Task instructions - Please restate the data word for word.

[Extracted data entries]
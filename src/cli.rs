//! CLI argument parsing for the fieldops-scheduler binary.

use chrono::NaiveDate;
use clap::{Parser, Subcommand};
use uuid::Uuid;

#[derive(Parser)]
#[command(name = "fieldops-scheduler", about = "Technician slot search and route sequencing")]
pub struct Cli {
    #[command(subcommand)]
    pub command: Option<Command>,
}

#[derive(Subcommand)]
pub enum Command {
    /// Start the NATS worker (default if no subcommand given)
    Serve,
    /// Run database migrations and exit
    Migrate,
    /// Print grid slot suggestions for a service
    FindSlots {
        #[arg(long)]
        service: Uuid,
        #[arg(long)]
        property: Option<Uuid>,
        /// First local date of the search horizon (YYYY-MM-DD)
        #[arg(long)]
        from: NaiveDate,
    },
    /// Print gap suggestions around a location on one day
    GapSlots {
        #[arg(long)]
        date: NaiveDate,
        #[arg(long, allow_hyphen_values = true)]
        lat: f64,
        #[arg(long, allow_hyphen_values = true)]
        lng: f64,
        /// Service duration in minutes
        #[arg(long, default_value_t = 60)]
        duration: i64,
    },
    /// Re-order and re-time one technician's day
    OptimizeRoute {
        #[arg(long)]
        date: NaiveDate,
        #[arg(long)]
        technician: Uuid,
    },
}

Result below -
filename src/cli.rs
//! CLI argument parsing for the fieldops-scheduler binary.

use chrono::NaiveDate;
use clap::{Parser, Subcommand};
use uuid::Uuid;

#[derive(Parser)]
#[command(name = "fieldops-scheduler", about = "Technician slot search and route sequencing")]
pub struct Cli {
    #[command(subcommand)]
    pub command: Option<Command>,
}

#[derive(Subcommand)]
pub enum Command {
    /// Start the NATS worker (default if no subcommand given)
    Serve,
    /// Run database migrations and exit
    Migrate,
    /// Print grid slot suggestions for a service
    FindSlots {
        #[arg(long)]
        service: Uuid,
        #[arg(long)]
        property: Option<Uuid>,
        /// First local date of the search horizon (YYYY-MM-DD)
        #[arg(long)]
        from: NaiveDate,
    },
    /// Print gap suggestions around a location on one day
    GapSlots {
        #[arg(long)]
        date: NaiveDate,
        #[arg(long, allow_hyphen_values = true)]
        lat: f64,
        #[arg(long, allow_hyphen_values = true)]
        lng: f64,
        /// Service duration in minutes
        #[arg(long, default_value_t = 60)]
        duration: i64,
    },
    /// Re-order and re-time one technician's day
    OptimizeRoute {
        #[arg(long)]
        date: NaiveDate,
        #[arg(long)]
        technician: Uuid,
    },
}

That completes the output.